» **TASK REQUIREMENTS**:
Within the lines below, find those that hold the string "None" and copy each one.
PROVIDED DATA: Begin
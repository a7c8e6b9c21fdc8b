use crate::classify::Classifier;
use crate::convert::{ConversionSummary, Orchestrator};
use crate::error::Result;
use crate::index::{IndexOptions, SeriesIndex, SeriesIndexer};
use crate::selection::{SelectionPlan, SelectionRequest};
use crate::types::{ClassifierRules, SeriesKind};
use std::path::Path;

/// Main entry point for series selection
///
/// Ties together indexing, classification and selection for one input tree.
///
/// # Example
///
/// ```
/// use neuroselect_core::{ClassifierRules, IndexOptions, SeriesIndex, SeriesSelector};
///
/// let rules = ClassifierRules::default();
/// let selector = SeriesSelector::new(rules, IndexOptions::default()).unwrap();
///
/// // An empty index lists nothing
/// let index = SeriesIndex::default();
/// assert!(selector.listing(&index).is_empty());
/// ```
#[derive(Debug, Clone)]
pub struct SeriesSelector {
    indexer: SeriesIndexer,
    classifier: Classifier,
}

impl SeriesSelector {
    /// Compiles the rules and prepares an indexer
    pub fn new(rules: ClassifierRules, options: IndexOptions) -> Result<Self> {
        Ok(Self {
            indexer: SeriesIndexer::new(options),
            classifier: Classifier::new(rules)?,
        })
    }

    pub fn classifier(&self) -> &Classifier {
        &self.classifier
    }

    /// Indexes every readable DICOM file under `root`
    pub fn scan(&self, root: &Path) -> Result<SeriesIndex> {
        self.indexer.index(root)
    }

    /// Every indexed series with its inferred kind
    ///
    /// Sorted T1 first, then FLAIR, then unclassified; largest volume first
    /// within each group.
    pub fn listing(&self, index: &SeriesIndex) -> Vec<ListingRow> {
        let mut rows: Vec<ListingRow> = index
            .records()
            .map(|series| ListingRow {
                kind: self.classifier.infer_kind(series),
                vox_est: series.vox_est,
                file_count: series.file_count(),
                series_instance_uid: series.series_instance_uid.clone(),
                label: series.label.clone(),
            })
            .collect();

        rows.sort_by(|a, b| {
            kind_rank(a.kind)
                .cmp(&kind_rank(b.kind))
                .then_with(|| b.vox_est.cmp(&a.vox_est))
                .then_with(|| a.series_instance_uid.cmp(&b.series_instance_uid))
        });
        rows
    }

    /// Picks the winners for the requested kinds
    pub fn plan<'a>(
        &self,
        index: &'a SeriesIndex,
        request: SelectionRequest,
    ) -> Result<SelectionPlan<'a>> {
        SelectionPlan::build(index, &self.classifier, request)
    }

    /// Selects and converts in one go
    ///
    /// Nothing is staged or converted unless selection succeeds.
    pub fn convert<F>(
        &self,
        index: &SeriesIndex,
        request: SelectionRequest,
        orchestrator: &Orchestrator,
        on_line: F,
    ) -> Result<ConversionSummary>
    where
        F: FnMut(&str),
    {
        let plan = self.plan(index, request)?;
        orchestrator.run(&plan, on_line)
    }
}

fn kind_rank(kind: Option<SeriesKind>) -> u8 {
    match kind {
        Some(SeriesKind::T1) => 0,
        Some(SeriesKind::Flair) => 1,
        None => 2,
    }
}

/// One line of the series listing
#[derive(Debug, Clone, PartialEq, Eq)]
#[cfg_attr(feature = "json", derive(serde::Serialize))]
pub struct ListingRow {
    pub kind: Option<SeriesKind>,
    pub vox_est: u64,
    pub file_count: usize,
    pub series_instance_uid: String,
    pub label: String,
}

impl ListingRow {
    /// Kind for display, "-" when unclassified
    pub fn kind_name(&self) -> &'static str {
        self.kind.map(|k| k.simple_name()).unwrap_or("-")
    }
}

#[cfg(test)]
mod tests {
    use super::*;
    use crate::testing::{write_series, write_three_series_study, FixtureImage};
    use tempfile::TempDir;

    fn selector() -> SeriesSelector {
        SeriesSelector::new(ClassifierRules::default(), IndexOptions::default()).unwrap()
    }

    #[test]
    fn test_listing_three_series() {
        let input = TempDir::new().unwrap();
        write_three_series_study(input.path());

        let selector = selector();
        let index = selector.scan(input.path()).unwrap();
        let rows = selector.listing(&index);

        let summary: Vec<(&str, &str)> = rows
            .iter()
            .map(|r| (r.kind_name(), r.label.as_str()))
            .collect();
        assert_eq!(
            summary,
            vec![
                ("T1", "t1_mprage_sag"),
                ("FLAIR", "t2_space_dark-fluid"),
                ("-", "aahead_scout"),
            ]
        );
        assert_eq!(rows[0].vox_est, 256 * 256 * 176);
        assert_eq!(rows[2].file_count, 3);
    }

    #[test]
    fn test_listing_orders_by_volume_within_kind() {
        let input = TempDir::new().unwrap();
        write_series(
            &input.path().join("a"),
            "a",
            &FixtureImage::new("1.1", "t1_mprage").with_size(64, 64),
            2,
        );
        write_series(
            &input.path().join("b"),
            "b",
            &FixtureImage::new("1.2", "t1_mprage").with_size(128, 128),
            2,
        );

        let selector = selector();
        let index = selector.scan(input.path()).unwrap();
        let uids: Vec<String> = selector
            .listing(&index)
            .into_iter()
            .map(|r| r.series_instance_uid)
            .collect();
        assert_eq!(uids, vec!["1.2".to_string(), "1.1".to_string()]);
    }

    #[test]
    fn test_plan_selects_t1_and_flair() {
        let input = TempDir::new().unwrap();
        write_three_series_study(input.path());

        let selector = selector();
        let index = selector.scan(input.path()).unwrap();
        let plan = selector
            .plan(&index, SelectionRequest { with_flair: true })
            .unwrap();

        assert_eq!(plan.t1.series_instance_uid, "1.2.826.0.1.2");
        assert_eq!(plan.t1.file_count(), 176);
        assert_eq!(
            plan.flair.map(|s| s.series_instance_uid.as_str()),
            Some("1.2.826.0.1.3")
        );
    }

    #[test]
    fn test_derived_and_non_mr_series_are_ignored() {
        let input = TempDir::new().unwrap();
        write_series(
            &input.path().join("mpr"),
            "mpr",
            &FixtureImage::new("2.1", "t1_mprage_sag")
                .with_description("MPR tra")
                .with_image_type(&["DERIVED", "SECONDARY", "MPR"])
                .with_size(512, 512),
            4,
        );
        write_series(
            &input.path().join("ct"),
            "ct",
            &FixtureImage::new("2.2", "head t1").with_modality("CT"),
            4,
        );
        write_series(
            &input.path().join("t1"),
            "t1",
            &FixtureImage::new("2.3", "sag 3d").with_timing(Some(1100.0), Some(2000.0), None),
            2,
        );

        let selector = selector();
        let index = selector.scan(input.path()).unwrap();
        let plan = selector.plan(&index, SelectionRequest::default()).unwrap();
        assert_eq!(plan.t1.series_instance_uid, "2.3");
    }

    #[cfg(unix)]
    #[test]
    fn test_no_mr_series_fails_before_conversion() {
        use crate::convert::{Converter, ConverterOptions, OutputLayout};
        use crate::error::NeuroselectError;

        let input = TempDir::new().unwrap();
        let work = TempDir::new().unwrap();
        write_series(
            input.path(),
            "ct",
            &FixtureImage::new("3.1", "t1 head").with_modality("CT"),
            3,
        );
        let (script, log) = crate::testing::fake_converter(work.path(), 0);
        let bids_root = work.path().join("bids");
        let orchestrator = Orchestrator::new(
            Converter::new(ConverterOptions {
                program: script.display().to_string(),
                ..ConverterOptions::default()
            }),
            OutputLayout::new(bids_root.clone(), "01", None),
        );

        let selector = selector();
        let index = selector.scan(input.path()).unwrap();
        let result = selector.convert(
            &index,
            SelectionRequest { with_flair: true },
            &orchestrator,
            |_| {},
        );

        assert!(matches!(
            result,
            Err(NeuroselectError::NoCandidate {
                kind: SeriesKind::T1
            })
        ));
        assert!(!log.exists());
        assert!(!bids_root.exists());
    }
}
PROVIDED DATA: End
» **REPLY TO THE TASK**:
        None => 2,
            &FixtureImage::new("2.3", "sag 3d").with_timing(Some(1100.0), Some(2000.0), None),
            OutputLayout::new(bids_root.clone(), "01", None),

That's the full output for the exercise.